Uma cidade italiana de pouco menos de 95 mil habitantes está dando uma aula para o resto do país — e para o mundo, especialmente a nós brasileiros — sobre como a bicicleta pode (e deve) ser um instrumento fundamental do planejamento sério de mobilidade urbana.
Localizada na região de Marche, na costa leste, a comuna de Pesaro decidiu há alguns anos diminuir o papel dos carros na vida de seus cidadãos. Estreitou ruas e eliminou centenas de vagas para automóveis, e foi criando uma incrível rede de ciclovias com ares e importância semelhantes ao metrô em grandes centros urbanos.
O projeto Bicipolitana ainda não foi totalmente finalizado, mas não para de crescer e ganhou atrativos, como estações para carregar bikes elétricas, oficinas mecânicas gratuitas ao longo de sua rede cicloviária e ônibus – que agora carregam até seis magrelas. Além disso, a ideia toda recebeu um nome que merece um belo prêmio em sua corajosa tentativa de provar aos moradores que pedalar é uma das soluções para quem quer se locomover por Pesaro: Bicipolitana.
O projeto
Obviamente a comuna italiana não é a primeira a pensar nisso. Dois anos atrás, o designer Michael Graham fez mapas semelhantes aos de metrô para ciclovias de cidades como Londres, Washington e São Francisco. Mas o que chama a atenção em Pesaro, que a jornalista Erika Sallum visitou para conhecer de perto a Bicipolitana, é como uma cidade tão pequena e tradicional, em um país que ama ciclismo, mas não está na vanguarda da ciclomobilidade, conseguiu a proeza de pensar (e agir!) de forma clara e inteligente sobre o assunto.
O mapa das ciclovias é propositadamente semelhante ao de um metrô. Imagem: Reprodução
As ciclovias de Pesaro começaram a sair do papel por volta de 2005. Entretanto, como tudo na vida depende de corações e mentes, o “boom” cicloviário da cidade teve como importante incentivador um político de pensamento fresco e empolgação invejável: Andrea Biancani, de 48 anos, presidente da Comissão Ambiental e de Mobilidade da região de Marche. “As grandes cidades podem se dar ao luxo de ter metrô. Nós, não. E temos uma geografia ótima para se pedalar”, diz ele enquanto pedala por um novo trecho de ciclovia ao lado da praia. Em Pesaro, no inverno, ventos costumam carregar quilos e quilos de areia em direção à cidade. Para proteger a ciclovia, o governo fez um largo espaço para vegetação, e agora o problema foi resolvido. Simples e prático.
Sinalização
Cada trecho da Bicipolitana ganhou uma cor e um número, como se fosse uma linha de metrô. Espalhadas pelas ruas, placas informam para onde leva cada uma delas. Hoje há 90 km construídos, em especial ligando costa, centro e alguns bairros, porém o governo vai fazer um total de 200 km, focando agora em quem mora em locais mais distantes. Os “Bici-Bus” ajudam a interconectar todo o sistema de transporte público.

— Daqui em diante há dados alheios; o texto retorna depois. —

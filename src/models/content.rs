//! Generated content, results and upload assets.

use chrono::{DateTime, Utc};
use serde::{Deserialize, Serialize};
use utoipa::ToSchema;
use uuid::Uuid;

/// Per-result generation status.
#[derive(Debug, Clone, Copy, PartialEq, Eq, Serialize, Deserialize, ToSchema)]
#[serde(rename_all = "snake_case")]
pub enum ResultStatus {
    Generating,
    Completed,
    Failed,
}

impl ResultStatus {
    pub fn as_str(&self) -> &'static str {
        match self {
            Self::Generating => "generating",
            Self::Completed => "completed",
            Self::Failed => "failed",
        }
    }

    pub fn parse(s: &str) -> Option<Self> {
        match s {
            "generating" => Some(Self::Generating),
            "completed" => Some(Self::Completed),
            "failed" => Some(Self::Failed),
            _ => None,
        }
    }

    pub fn is_terminal(&self) -> bool {
        !matches!(self, Self::Generating)
    }
}

/// Seller approval state of a single-job content row.
#[derive(Debug, Clone, Copy, PartialEq, Eq, Serialize, Deserialize, ToSchema)]
#[serde(rename_all = "snake_case")]
pub enum ApprovalStatus {
    Pending,
    Approved,
    Rejected,
}

impl ApprovalStatus {
    pub fn as_str(&self) -> &'static str {
        match self {
            Self::Pending => "pending",
            Self::Approved => "approved",
            Self::Rejected => "rejected",
        }
    }

    pub fn parse(s: &str) -> Option<Self> {
        match s {
            "pending" => Some(Self::Pending),
            "approved" => Some(Self::Approved),
            "rejected" => Some(Self::Rejected),
            _ => None,
        }
    }
}

/// Caption pair. Primary is English, secondary is Hindi.
#[derive(Debug, Clone, Default, PartialEq, Eq, Serialize, Deserialize, ToSchema)]
pub struct Captions {
    pub primary: String,
    pub secondary: String,
}

/// What the seller uploaded.
#[derive(Debug, Clone, Copy, PartialEq, Eq, Serialize, Deserialize, ToSchema)]
pub enum UploadKind {
    /// Plain fabric or a photo that may contain a person
    #[serde(rename = "fabric")]
    Fabric,
    /// Photo of a person wearing the garment, to be moved onto a mannequin
    #[serde(rename = "mannequin", alias = "mannequin-conversion")]
    MannequinConversion,
    /// Labeled multi-fabric photo
    #[serde(rename = "multi-fabric")]
    LabeledMultiFabric,
}

impl UploadKind {
    pub fn as_str(&self) -> &'static str {
        match self {
            Self::Fabric => "fabric",
            Self::MannequinConversion => "mannequin",
            Self::LabeledMultiFabric => "multi-fabric",
        }
    }

    pub fn parse(s: &str) -> Option<Self> {
        match s {
            "fabric" => Some(Self::Fabric),
            "mannequin" | "mannequin-conversion" => Some(Self::MannequinConversion),
            "multi-fabric" => Some(Self::LabeledMultiFabric),
            _ => None,
        }
    }
}

/// Fabric upload row (read-only for the pipeline).
#[derive(Debug, Clone)]
pub struct FabricImage {
    pub id: Uuid,
    pub user_id: Uuid,
    pub image_url: String,
    pub file_name: String,
    pub upload_type: UploadKind,
}

/// Single-job generated content row.
#[derive(Debug, Clone, Serialize, ToSchema)]
#[serde(rename_all = "camelCase")]
pub struct GeneratedContent {
    pub id: Uuid,
    pub user_id: Uuid,
    pub fabric_id: Uuid,
    pub model_image_url: Option<String>,
    pub background_image_url: Option<String>,
    pub caption_english: Option<String>,
    pub caption_hindi: Option<String>,
    pub status: ApprovalStatus,
    pub generation_status: ResultStatus,
    pub error_message: Option<String>,
    pub created_at: DateTime<Utc>,
    pub updated_at: DateTime<Utc>,
}

/// Values written when a single-job generation settles.
#[derive(Debug, Clone)]
pub struct ContentWrite {
    pub fabric_id: Uuid,
    pub model_image_url: Option<String>,
    pub background_image_url: Option<String>,
    pub captions: Captions,
    pub generation_status: ResultStatus,
    pub error_message: Option<String>,
}

/// One multi-fabric output (row in `multi_fabric_results`).
#[derive(Debug, Clone, Serialize, ToSchema)]
#[serde(rename_all = "camelCase")]
pub struct GenerationResult {
    pub id: Uuid,
    pub job_id: Uuid,
    pub user_id: Uuid,
    pub label: String,
    pub color_variant: Option<String>,
    pub generated_image_url: Option<String>,
    pub caption_english: Option<String>,
    pub caption_hindi: Option<String>,
    pub status: ResultStatus,
    pub error_message: Option<String>,
    pub created_at: DateTime<Utc>,
}

/// Row to create before a fan-out task starts.
#[derive(Debug, Clone)]
pub struct NewResult {
    pub job_id: Uuid,
    pub user_id: Uuid,
    pub label: String,
    pub color_variant: Option<String>,
}

/// Terminal write for a result row.
#[derive(Debug, Clone)]
pub enum ResultUpdate {
    Success {
        image_url: String,
        captions: Captions,
    },
    Failure {
        error: String,
    },
}

impl ResultUpdate {
    pub fn status(&self) -> ResultStatus {
        match self {
            Self::Success { .. } => ResultStatus::Completed,
            Self::Failure { .. } => ResultStatus::Failed,
        }
    }
}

Existe um projeto maior, de ligar todas as cidades da costa leste italiana, batizado de Ciclovia Adriática, no qual cada região se responsabilizaria pela construção da parte que lhe cabe.
Cada trecho de ciclovia é demarcado, como em uma rede de metrô. Foto: Divulgação
No início, a Bicipolitana não foi recebida com entusiasmo, pelo contrário. Quando a prefeitura começou a eliminar vagas de carros — muitas na porta das casas das pessoas (como mostra a foto abaixo) –, foi uma chuva de protestos. “Foi um desastre! Moradores enfurecidos, sem falar em donos de hotéis, lojas e restaurantes. Todo mundo reclamando que os automóveis não tinham mais onde parar”, diz Biancani, dando risada, enquanto cumprimenta senhores grisalhos em suas bicis rodando pra lá e pra cá.
Pesaro enfim sacou como a bicicleta pode ser essencial não apenas para a saúde ou mesmo à mobilidade. Hoje sua Bicipolitana é motivo de orgulho para quem mora na cidade e pode, por exemplo, sair de casa, pegar trem e ônibus com a bicicleta, ou ir ao mercado comprar de forma segura, depois voltar sentindo o vento da modernidade no rosto.
São Paulo percebeu isso também — a bicicleta também já teve seus bons momentos — mas precisa de políticos perspicazes e corajosos para colocar ideias assim em prática. Não percamos a esperança!